Inside the EPA and Army Corps During the 2025 Shutdown

Federal workers given legal reprieve as environmental oversight grinds to a halt

By Austin Keating
Army Corp Gov Shutdown
Courtesy of the U.S. Army Corp of Engineers

U.S. Army Corps of Engineers personnel have paused billions in infrastructure and restoration work amid the shutdown.

October 30, 2025

A landmark federal court ruling has, for now, stopped the Trump administration from carrying out widespread firings of federal workers during the government shutdown. Public Employees for Environmental Responsibility (PEER) called the legal decision “an important victory for federal employees, for the rule of law, and for the principle that public servants cannot be used as political pawns.” As PEER’s executive director Tim Whitehouse stated, “The Trump administration’s attempt to fire thousands of federal workers during a government shutdown was both cruel and illegal. The court made clear that this administration cannot rewrite the law or weaponize the shutdown to punish the workforce that keeps our nation running.”

As the shutdown stretches on from its start on Oct. 1, stories are emerging from inside federal agencies that show a system buckling under strain. “Their accounts reveal a government in disarray – one where rules are being bent, oversight is eroding, confusion rules the day and partisan politics are seeping into the daily operations of once-independent agencies,” said Whitehouse in an October 13 memo.

At the EPA, nearly 90 percent of staff were sent home according to the agency’s own contingency plan.
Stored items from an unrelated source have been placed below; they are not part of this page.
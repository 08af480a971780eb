use anyhow::anyhow;
use serde::{Deserialize, Serialize};

use super::{ConfigHandle, Device};
use crate::Error;

#[derive(Clone, Copy, Debug, PartialEq, Eq, Serialize, Deserialize)]
pub enum ClockPhase {
    FirstEdge = 0,
    SecondEdge = 1,
}

#[derive(Clone, Copy, Debug, PartialEq, Eq, Serialize, Deserialize)]
pub enum ClockPolarity {
    IdleLow = 0,
    IdleHigh = 1,
}

impl ClockPhase {
    pub(crate) fn from_raw(raw: i32) -> crate::Result<Self> {
        match raw {
            0 => Ok(ClockPhase::FirstEdge),
            1 => Ok(ClockPhase::SecondEdge),
            x => Err(Error::internal(anyhow!("Unknown SPI clock phase {}", x))),
        }
    }
}

impl ClockPolarity {
    pub(crate) fn from_raw(raw: i32) -> crate::Result<Self> {
        match raw {
            0 => Ok(ClockPolarity::IdleLow),
            1 => Ok(ClockPolarity::IdleHigh),
            x => Err(Error::internal(anyhow!("Unknown SPI clock polarity {}", x))),
        }
    }
}

/// An SPI configuration handle bound to a device.
pub struct SpiConfig<'d> {
    device: &'d Device,
    handle: ConfigHandle,
    open: bool,
}

impl<'d> SpiConfig<'d> {
    pub(super) fn open(device: &'d Device) -> crate::Result<Self> {
        device.claim_config("SPI")?;
        let mut handle = ConfigHandle::default();
        let status = device.driver().spi_configuration_open(&mut handle);
        if let Err(err) = device.check(status, || "ni845xSpiConfigurationOpen".to_string()) {
            device.release_config();
            return Err(err);
        }
        Ok(SpiConfig {
            device,
            handle,
            open: true,
        })
    }

    pub fn handle(&self) -> ConfigHandle {
        self.handle
    }

    pub fn set_chip_select(&self, chip_select: u32) -> crate::Result<()> {
        let status = self
            .device
            .driver()
            .spi_configuration_set_chip_select(self.handle, chip_select);
        self.device
            .check(status, || format!("ni845xSpiConfigurationSetChipSelect({})", chip_select))
    }

    pub fn chip_select(&self) -> crate::Result<u32> {
        let mut ret = 0;
        let status = self
            .device
            .driver()
            .spi_configuration_get_chip_select(self.handle, &mut ret);
        self.device
            .check(status, || "ni845xSpiConfigurationGetChipSelect".to_string())
            .map(|_| ret)
    }

    pub fn set_clock_phase(&self, phase: ClockPhase) -> crate::Result<()> {
        let status = self
            .device
            .driver()
            .spi_configuration_set_clock_phase(self.handle, phase as i32);
        self.device
            .check(status, || format!("ni845xSpiConfigurationSetClockPhase({})", phase as i32))
    }

    pub fn clock_phase(&self) -> crate::Result<ClockPhase> {
        let mut ret = 0;
        let status = self
            .device
            .driver()
            .spi_configuration_get_clock_phase(self.handle, &mut ret);
        self.device
            .check(status, || "ni845xSpiConfigurationGetClockPhase".to_string())?;
        ClockPhase::from_raw(ret)
    }

    pub fn set_clock_polarity(&self, polarity: ClockPolarity) -> crate::Result<()> {
        let status = self
            .device
            .driver()
            .spi_configuration_set_clock_polarity(self.handle, polarity as i32);
        self.device.check(status, || {
            format!("ni845xSpiConfigurationSetClockPolarity({})", polarity as i32)
        })
    }

    pub fn clock_polarity(&self) -> crate::Result<ClockPolarity> {
        let mut ret = 0;
        let status = self
            .device
            .driver()
            .spi_configuration_get_clock_polarity(self.handle, &mut ret);
        self.device
            .check(status, || "ni845xSpiConfigurationGetClockPolarity".to_string())?;
        ClockPolarity::from_raw(ret)
    }

    /// Clock rate in kHz.
    pub fn set_clock_rate(&self, khz: u16) -> crate::Result<()> {
        let status = self.device.driver().spi_configuration_set_clock_rate(self.handle, khz);
        self.device
            .check(status, || format!("ni845xSpiConfigurationSetClockRate({})", khz))
    }

    pub fn clock_rate(&self) -> crate::Result<u16> {
        let mut ret = 0;
        let status = self.device.driver().spi_configuration_get_clock_rate(self.handle, &mut ret);
        self.device
            .check(status, || "ni845xSpiConfigurationGetClockRate".to_string())
            .map(|_| ret)
    }

    pub fn set_bits_per_sample(&self, bits: u16) -> crate::Result<()> {
        if !(4..=16).contains(&bits) {
            return Err(Error::argument(anyhow!("{} bits per sample is out of 4..=16", bits)));
        }
        let status = self
            .device
            .driver()
            .spi_configuration_set_num_bits_per_sample(self.handle, bits);
        self.device
            .check(status, || format!("ni845xSpiConfigurationSetNumBitsPerSample({})", bits))
    }

    pub fn bits_per_sample(&self) -> crate::Result<u16> {
        let mut ret = 0;
        let status = self
            .device
            .driver()
            .spi_configuration_get_num_bits_per_sample(self.handle, &mut ret);
        self.device
            .check(status, || "ni845xSpiConfigurationGetNumBitsPerSample".to_string())
            .map(|_| ret)
    }

    pub fn set_port(&self, port: u8) -> crate::Result<()> {
        let status = self.device.driver().spi_configuration_set_port(self.handle, port);
        self.device
            .check(status, || format!("ni845xSpiConfigurationSetPort({})", port))
    }

    pub fn port(&self) -> crate::Result<u8> {
        let mut ret = 0;
        let status = self.device.driver().spi_configuration_get_port(self.handle, &mut ret);
        self.device
            .check(status, || "ni845xSpiConfigurationGetPort".to_string())
            .map(|_| ret)
    }

    /// Full duplex transfer of `data`, returning at most `read_count` received bytes.
    pub fn write_read(&self, data: &[u8], read_count: usize) -> crate::Result<Vec<u8>> {
        if data.is_empty() {
            return Err(Error::argument(anyhow!("SPI write must not be empty")));
        }
        if read_count > data.len() {
            return Err(Error::argument(anyhow!(
                "Cannot read {} bytes while clocking out {}",
                read_count,
                data.len()
            )));
        }
        let mut ret = vec![0_u8; data.len()];
        let mut read = 0_u32;
        let status = self.device.driver().spi_write_read(
            self.device.handle(),
            self.handle,
            data,
            &mut ret,
            &mut read,
        );
        self.device
            .check(status, || format!("ni845xSpiWriteRead({} bytes)", data.len()))?;
        ret.truncate((read as usize).min(read_count));
        Ok(ret)
    }

    fn release(&mut self) -> crate::Result<()> {
        self.open = false;
        self.device.release_config();
        let status = self.device.driver().spi_configuration_close(self.handle);
        self.device
            .check(status, || "ni845xSpiConfigurationClose".to_string())
    }

    pub fn close(mut self) -> crate::Result<()> {
        self.release()
    }
}

impl<'d> Drop for SpiConfig<'d> {
    fn drop(&mut self) {
        if self.open {
            let _ = self.release();
        }
    }
}

impl Device {
    pub fn spi_configuration(&self) -> crate::Result<SpiConfig<'_>> {
        SpiConfig::open(self)
    }
}

#[cfg(test)]
mod tests {
    use super::super::mock::MockDriver;
    use super::*;

    #[test]
    fn configure_and_transfer() {
        let mock = MockDriver::new(&["dev0"]);
        let device = Device::open(mock.clone(), "dev0").unwrap();
        let config = device.spi_configuration().unwrap();
        config.set_chip_select(1).unwrap();
        config.set_clock_phase(ClockPhase::SecondEdge).unwrap();
        config.set_clock_polarity(ClockPolarity::IdleHigh).unwrap();
        config.set_clock_rate(1000).unwrap();
        config.set_bits_per_sample(8).unwrap();
        config.set_port(0).unwrap();
        assert_eq!(config.chip_select().unwrap(), 1);
        assert_eq!(config.clock_phase().unwrap(), ClockPhase::SecondEdge);
        assert_eq!(config.clock_polarity().unwrap(), ClockPolarity::IdleHigh);
        assert_eq!(config.clock_rate().unwrap(), 1000);
        assert_eq!(config.bits_per_sample().unwrap(), 8);
        assert_eq!(config.port().unwrap(), 0);
        assert_eq!(config.write_read(&[0x0F, 0xF0], 2).unwrap(), vec![0xF0, 0x0F]);
        assert_eq!(config.write_read(&[0x01, 0x02, 0x03], 1).unwrap(), vec![0xFE]);
    }

    #[test]
    fn invalid_arguments_do_not_reach_driver() {
        let mock = MockDriver::new(&["dev0"]);
        let device = Device::open(mock.clone(), "dev0").unwrap();
        let config = device.spi_configuration().unwrap();
        let before = mock.calls().len();
        assert!(matches!(config.set_bits_per_sample(17), Err(Error::Argument(_))));
        assert!(matches!(config.write_read(&[], 0), Err(Error::Argument(_))));
        assert!(matches!(config.write_read(&[1], 2), Err(Error::Argument(_))));
        assert_eq!(mock.calls().len(), before);
    }

    #[test]
    fn close_uses_spi_entry_point() {
        let mock = MockDriver::new(&["dev0"]);
        let device = Device::open(mock.clone(), "dev0").unwrap();
        let config = device.spi_configuration().unwrap();
        assert!(matches!(device.i2c_configuration(), Err(Error::AlreadyOpen { .. })));
        config.close().unwrap();
        assert!(mock.calls().contains(&"ni845xSpiConfigurationClose".to_string()));
        assert_eq!(mock.open_configs(), 0);
    }

    #[test]
    fn close_failure_still_frees_slot() {
        let mock = MockDriver::new(&["dev0"]);
        let device = Device::open(mock.clone(), "dev0").unwrap();
        let config = device.spi_configuration().unwrap();
        mock.fail("ni845xSpiConfigurationClose", -301_703);
        assert!(config.close().is_err());
        assert!(device.spi_configuration().is_ok());
    }
}
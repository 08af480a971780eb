use std::sync::Arc;
use std::time::Duration;

use super::{list_devices, Device, DllDriver, Driver};
use crate::transport::Transport;
use crate::Error;

/// Exposes an NI-845x adapter through the session lifecycle.
///
/// Only the mandatory operations are available: bus traffic goes through
/// [`Ni845xTransport::device`] and the configuration guards it hands out.
pub struct Ni845xTransport {
    driver: Arc<dyn Driver>,
    device: Option<Device>,
    timeout: Option<Duration>,
}

impl Ni845xTransport {
    pub fn new(driver: Arc<dyn Driver>) -> Self {
        Ni845xTransport {
            driver,
            device: None,
            timeout: None,
        }
    }

    /// Use the vendor library.
    pub fn load() -> crate::Result<Self> {
        Ok(Self::new(DllDriver::load()?))
    }

    pub fn device(&self) -> crate::Result<&Device> {
        self.device.as_ref().ok_or(Error::NotOpen)
    }
}

impl Transport for Ni845xTransport {
    /// An empty resource name opens the first adapter found.
    fn open(&mut self, resource: &str) -> crate::Result<()> {
        if let Some(device) = &self.device {
            return Err(Error::already_open(device.name()));
        }
        let device = if resource.trim().is_empty() {
            Device::open_first(self.driver.clone())?
        } else {
            Device::open(self.driver.clone(), resource.trim())?
        };
        if let Some(timeout) = self.timeout {
            device.set_timeout(timeout)?;
        }
        self.device = Some(device);
        Ok(())
    }

    fn close(&mut self) -> crate::Result<()> {
        self.device.take().ok_or(Error::NotOpen)?.close()
    }

    fn list_resources(&mut self) -> crate::Result<Vec<String>> {
        list_devices(self.driver.clone())
    }

    fn set_timeout(&mut self, timeout: Duration) -> crate::Result<()> {
        if let Some(device) = &self.device {
            device.set_timeout(timeout)?;
        }
        self.timeout = Some(timeout);
        Ok(())
    }
}

#[cfg(test)]
mod tests {
    use super::super::mock::MockDriver;
    use super::*;
    use crate::session::Session;

    #[test]
    fn session_lifecycle() {
        let mock = MockDriver::new(&["USB0::0x3923::0x7514::01A2B3C4::RAW"]);
        let mut transport = Ni845xTransport::new(mock.clone());
        assert_eq!(
            transport.list_resources().unwrap(),
            vec!["USB0::0x3923::0x7514::01A2B3C4::RAW".to_string()]
        );
        transport.open("").unwrap();
        assert_eq!(mock.open_devices(), 1);
        assert_eq!(transport.device().unwrap().name(), "USB0::0x3923::0x7514::01A2B3C4::RAW");
        assert!(matches!(transport.open(""), Err(Error::AlreadyOpen { .. })));
        transport.close().unwrap();
        assert_eq!(mock.open_devices(), 0);
        assert!(matches!(transport.close(), Err(Error::NotOpen)));
        assert!(matches!(transport.device(), Err(Error::NotOpen)));
    }

    #[test]
    fn timeout_is_applied_on_open() {
        let mock = MockDriver::new(&["dev0"]);
        let mut transport = Ni845xTransport::new(mock.clone());
        transport.set_timeout(Duration::from_secs(5)).unwrap();
        assert_eq!(mock.timeout_ms(), None);
        transport.open("dev0").unwrap();
        assert_eq!(mock.timeout_ms(), Some(5000));
    }

    #[test]
    fn text_io_is_not_supported() {
        let mock = MockDriver::new(&["dev0"]);
        let mut transport = Ni845xTransport::new(mock.clone());
        transport.open("dev0").unwrap();
        assert!(matches!(transport.write("*RST"), Err(Error::NotSupported { .. })));
        assert!(matches!(transport.query("*IDN?"), Err(Error::NotSupported { .. })));
        assert!(matches!(transport.read_raw(16), Err(Error::NotSupported { .. })));
    }

    #[test]
    fn session_without_identification() {
        let mock = MockDriver::new(&["dev0"]);
        let mut session = Session::new(Ni845xTransport::new(mock.clone())).with_reset(Vec::new());
        session.open("dev0", false, false).unwrap();
        assert!(session.is_open());
        session.transport().device().unwrap().dio_write_port(0, 1).unwrap();
        session.close().unwrap();
        assert_eq!(mock.open_devices(), 0);
    }

    #[test]
    fn unknown_device_is_a_connection_error() {
        let mock = MockDriver::new(&["dev0"]);
        let mut session = Session::new(Ni845xTransport::new(mock.clone()));
        assert!(matches!(
            session.open("dev1", false, false),
            Err(Error::Connection { .. })
        ));
        assert!(!session.is_open());
    }
}
//! Built-in instrument profiles.

use std::sync::Arc;

use crate::profile::{Command, OptionTable, Param, Profile, Reply, Template};

mod agilent_e3631a;
mod chroma_6314a;
mod keithley_2200;
mod keithley_n6700;
mod keysight_34461a;
mod tektronix_mso4000b;

lazy_static! {
    static ref PROFILES: Vec<Arc<Profile>> = vec![
        Arc::new(agilent_e3631a::profile()),
        Arc::new(keithley_2200::profile()),
        Arc::new(keithley_n6700::profile()),
        Arc::new(keysight_34461a::profile()),
        Arc::new(chroma_6314a::profile()),
        Arc::new(tektronix_mso4000b::profile()),
    ];
}

pub fn all() -> &'static [Arc<Profile>] {
    &PROFILES
}

/// Look up a profile by name or alias, ignoring case.
pub fn find(name: &str) -> Option<Arc<Profile>> {
    PROFILES.iter().find(|x| x.matches(name)).cloned()
}

/// IEEE 488.2 commands every instrument understands.
fn common(profile: Profile) -> Profile {
    profile
        .with_table(OptionTable::new("common_query", &["*CAL?", "*ESR?", "*STB?", "*TST?"]))
        .with_command(Command::write("reset", "Reset to factory defaults", Template::new("*RST", vec![])))
        .with_command(Command::write(
            "defaultSetup",
            "Enable status reporting and clear the status registers",
            Template::new("*ESE 60;*SRE 48;*CLS", vec![]),
        ))
        .with_command(Command::measure("identify", "Identification string", Reply::Text, "*IDN?"))
        .with_command(Command::query(
            "commonQuery",
            "Calibration, event status, status byte or self test",
            Reply::Text,
            Template::new("{query}", vec![Param::choice("query", "common_query").default(0)]),
        ))
}

/// `OFF`/`ON` table shared by most profiles.
fn state_table() -> OptionTable {
    OptionTable::new("state", &["OFF", "ON"])
}
//! Drive laboratory instruments from declarative command tables.
//!
//! A [`Profile`] describes the command set of one instrument family. An
//! [`Adapter`] renders profile commands into SCPI text and sends them through a
//! [`Session`] over any [`Transport`]. NI-845x USB adapters are reached through the
//! native driver in [`ni845x`].

#[macro_use]
extern crate dlopen_derive;
#[macro_use]
extern crate lazy_static;

pub mod asynced;
pub mod engine;
pub mod ni845x;
pub mod profile;
pub mod profiles;
pub mod session;
pub mod transport;

pub use benchlink_protocol::{Error, ScpiRequest, ScpiResponse, TransportError};

pub use engine::{Adapter, Reading};
pub use profile::{Arg, Args, Profile};
pub use session::Session;
pub use transport::{Termination, Transport};

pub type Result<T> = std::result::Result<T, Error>;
The number of employees retained “during the shutdown” is just 1,734 – nowhere near enough to monitor the hundreds of thousands of sites entrusted to the agency. “Federal employees protect our air and water, ensure food and medicine are safe, and safeguard our communities. They deserve respect and stability, not pink slips in the middle of a shutdown,” Whitehouse said.

Confusion has dominated planning and communication. Federal employees described receiving furlough notices late, sometimes hours into the shutdown day, and a Bureau of Land Management headquarters employee said it was “the first shutdown in decades where staff were not part of contingency planning.” Other staffers reported that some managers were required to sign non-disclosure agreements, possibly related to reductions-in-force.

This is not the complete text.